If you talked with the teacher and nothing was done, that teacher has not been responsible in doing there job and could lose it. You should right away contact the principal and tell them everything. Then I'd contact police since there have been physical altercations inside and outside the school. If you're not satisfied, take this issue of the school not doing anything up with the school board. Please make sure you contact authorities though. I'm real concerned about the lack of discipline in the school. There was a case here in my school district that a principal lost her job for not contacting police in this kind of situation. Then she was sued by the parents because their child was hurt.

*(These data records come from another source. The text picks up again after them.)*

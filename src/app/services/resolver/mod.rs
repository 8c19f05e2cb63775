//! Descriptor resolution for SYNOP reports
//!
//! The resolver folds a sequence of decoded observation records into a
//! [`SynopReport`]. Every record is dispatched on its descriptor to a
//! [`DescriptorHandler`], which decides the field it affects, whether an earlier
//! record already owns that field, and which side flags it raises.
//!
//! # Architecture
//!
//! - [`precipitation`] - window-group precipitation amounts (0 13 011 .. 0 13 023)
//! - [`weather`] - present and past weather and the ix indicator (0 20 003 .. 0 20 005)
//! - [`clouds`] - visibility, cloud cover, amount, genus and base height
//! - [`ground`] - state of the ground (0 20 062)
//! - [`consistency`] - cross-field passes evaluated after every record
//! - [`state`] - side-channel flags scoped to one record sequence
//! - [`stats`] - per-report resolution counters
//! - [`temp`] - first-level cloud data of upper-air reports
//!
//! # Ordering
//!
//! Resolution is a strict left-to-right fold: first writer wins for every field
//! unless a precedence rule says otherwise, so the same records in a different
//! order can produce a different report. Independent reports share nothing and
//! can be folded concurrently (see [`crate::app::services::batch`]).
//!
//! # Example Usage
//!
//! ```rust
//! use synop_resolver::app::models::{DescriptorCode, ObservationRecord};
//! use synop_resolver::app::services::resolver::{Resolution, Resolver};
//! use synop_resolver::config::ResolverConfig;
//!
//! let mut resolver = Resolver::new(ResolverConfig::default());
//! let visibility = ObservationRecord::new(DescriptorCode::element(20, 1), 12000.0);
//!
//! assert_eq!(resolver.resolve(&visibility), Resolution::Applied);
//! assert_eq!(resolver.resolve(&visibility), Resolution::SlotConflict);
//!
//! let resolved = resolver.finish();
//! assert_eq!(resolved.report.surface.vv.code(), Some("62"));
//! ```

pub mod clouds;
pub mod consistency;
pub mod ground;
pub mod precipitation;
pub mod state;
pub mod stats;
pub mod temp;
pub mod weather;

#[cfg(test)]
pub mod tests;

use crate::app::models::report::SynopReport;
use crate::app::models::{ObservationClass, ObservationRecord};
use crate::config::ResolverConfig;
use std::borrow::Borrow;
use tracing::{debug, trace};

pub use state::SubsetState;
pub use stats::ResolutionStats;
pub use temp::TempCloudResolver;

/// Outcome of resolving one observation record
///
/// None of these is an error: the resolver is total over its input.
#[derive(Debug, Clone, Copy, PartialEq, Eq, Hash)]
pub enum Resolution {
    /// The report or the side-channel state was updated
    Applied,
    /// The value was flagged missing; any per-descriptor flag was raised
    Missing,
    /// No handler is registered for the descriptor
    UnknownCode,
    /// The value falls outside every range its code table defines
    OutOfRange,
    /// The target field already holds a value with equal or higher precedence
    SlotConflict,
    /// The record is valid but does not feed this report (e.g. an unsupported window)
    Ignored,
}

/// Mutable state a handler may touch while resolving one record
#[derive(Debug)]
pub struct ResolutionContext<'a> {
    pub report: &'a mut SynopReport,
    pub state: &'a mut SubsetState,
}

/// A handler for one class of element descriptor
pub trait DescriptorHandler: Sync {
    /// Fold one record into the report
    fn resolve(&self, record: &ObservationRecord, context: &mut ResolutionContext<'_>)
    -> Resolution;
}

/// Handler registered for each observation class
pub fn handler_for(class: ObservationClass) -> &'static dyn DescriptorHandler {
    match class {
        ObservationClass::Precipitation => &precipitation::TIME_SIGNIFICANT,
        ObservationClass::PrecipitationPast1h => &precipitation::PAST_1H,
        ObservationClass::PrecipitationPast3h => &precipitation::PAST_3H,
        ObservationClass::PrecipitationPast6h => &precipitation::PAST_6H,
        ObservationClass::PrecipitationPast12h => &precipitation::PAST_12H,
        ObservationClass::PrecipitationPast24h => &precipitation::PAST_24H,
        ObservationClass::HorizontalVisibility => &clouds::VISIBILITY,
        ObservationClass::PresentWeather => &weather::PRESENT_WEATHER,
        ObservationClass::PastWeather1 => &weather::PAST_WEATHER_1,
        ObservationClass::PastWeather2 => &weather::PAST_WEATHER_2,
        ObservationClass::CloudCover => &clouds::CLOUD_COVER,
        ObservationClass::CloudAmount => &clouds::CLOUD_AMOUNT,
        ObservationClass::CloudType => &clouds::CLOUD_TYPE,
        ObservationClass::CloudBaseHeight => &clouds::CLOUD_BASE_HEIGHT,
        ObservationClass::StateOfGround => &ground::STATE_OF_GROUND,
    }
}

/// A report after its record sequence has been exhausted
#[derive(Debug, Clone)]
pub struct ResolvedReport {
    /// The populated accumulator, ready for rendering
    pub report: SynopReport,
    /// Side-channel flags raised while resolving
    pub state: SubsetState,
    /// Counters of resolution outcomes
    pub stats: ResolutionStats,
}

/// Stateful resolver owning one in-progress report
#[derive(Debug)]
pub struct Resolver {
    config: ResolverConfig,
    report: SynopReport,
    state: SubsetState,
    stats: ResolutionStats,
}

impl Resolver {
    /// Create a resolver with an empty report shaped by `config`
    pub fn new(config: ResolverConfig) -> Self {
        let report = SynopReport::new(config.max_cloud_layers);
        Self {
            config,
            report,
            state: SubsetState::default(),
            stats: ResolutionStats::new(),
        }
    }

    /// Resolve the next record of the sequence
    ///
    /// The consistency passes run after the handler, for every record.
    pub fn resolve(&mut self, record: &ObservationRecord) -> Resolution {
        let outcome = match record.class() {
            Some(class) => {
                let mut context = ResolutionContext {
                    report: &mut self.report,
                    state: &mut self.state,
                };
                handler_for(class).resolve(record, &mut context)
            }
            None => {
                debug!("No handler for descriptor {}, ignoring", record.code);
                Resolution::UnknownCode
            }
        };

        consistency::apply(&mut self.report, &self.state, &self.config);

        trace!(
            "Descriptor {} (layer {}, period {}s) -> {:?}",
            record.code, record.layer_index, record.time_significance, outcome
        );
        self.stats.record(outcome);
        outcome
    }

    /// The report as populated so far
    pub fn report(&self) -> &SynopReport {
        &self.report
    }

    /// Side-channel flags raised so far
    pub fn state(&self) -> &SubsetState {
        &self.state
    }

    pub fn stats(&self) -> &ResolutionStats {
        &self.stats
    }

    /// Freeze the report and hand it off
    pub fn finish(self) -> ResolvedReport {
        debug!("Report resolved: {}", self.stats.summary());
        ResolvedReport {
            report: self.report,
            state: self.state,
            stats: self.stats,
        }
    }
}

/// Fold a complete record sequence into a new report
pub fn resolve_report<I, R>(records: I, config: &ResolverConfig) -> ResolvedReport
where
    I: IntoIterator<Item = R>,
    R: Borrow<ObservationRecord>,
{
    let mut resolver = Resolver::new(config.clone());
    for record in records {
        resolver.resolve(record.borrow());
    }
    resolver.finish()
}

School should be one of your child's safehavens and should be a place where your child feels comfortable going to an adult with any problem.

2006-10-02 08:28:21 · answer #7 · answered by Sunny 3 · 0 1

Hi! I really feel for your son. What a nightmare, school without the bullies is hard enough I can imagine what he's going through. First of all, give him a big kiss from me and tell him how proud we all are of him, for being so strong and also for having the courage to tell you.
Second, contact the authorities, do whatever necessary to stop it. I unfortunately don't know much about what you can do legally to stop it, but maybe it'd also help to contact his bullies parents and have an honest chat. Don't feel overzealous or overprotective, our duty as parents is to protect our kids from physical and psychological harm and that's just what you are doing. Good on you! Just don't leave it as it is, because it'd only make matters worse. Also I would tell the Headmaster that I might even considering withdrawing my child from classes and go to the local papers if it doesn't stop. Feel no fear to make a fuss, after all your child is suffering and he does not deserve to go through it. He's a little hero putting up with all this.
Lots of strenght to you!
Carol

2006-10-02 08:24:00 · answer #8 · answered by cleverchick 1 · 0 1

contact your local education authority. Bullying can cause severe consequences & the other child should be suspended or excluded from school for those actions.
The head teacher sounds like a waste of time but you need to nip it in the bud. Why dont you take your child to the doctors & get the injuries on record, take photos of the bruising, get your child to keep a journal of the incidents & threaten school with the police if something is not done immediately.
This is total unacceptable behavior & needs to be stopped.
Really sorry to hear about your Son & best of luck getting it stopped!
Get some tips & advice from www.bullying.co.uk

2006-10-02 08:21:51 · answer #9 · answered by jo p 2 · 0 1

I would contact authorities and also take him out of school. Something needs to be done but if you do it then he might be picked on even more (maybe not physically, but mentally). Call the authorities so that the bullies are straightened out and also move him to a new school where he can start over and not have this problem. If kids see that he had to get his mom to defend him, he will be picked on (trust me, been there done that). If you call authorities and pull him out everyone will get what they deserve. The bullies will get a what they had comin' and your son will get to start over and not have to worry about being picked on and he will enjoy school more.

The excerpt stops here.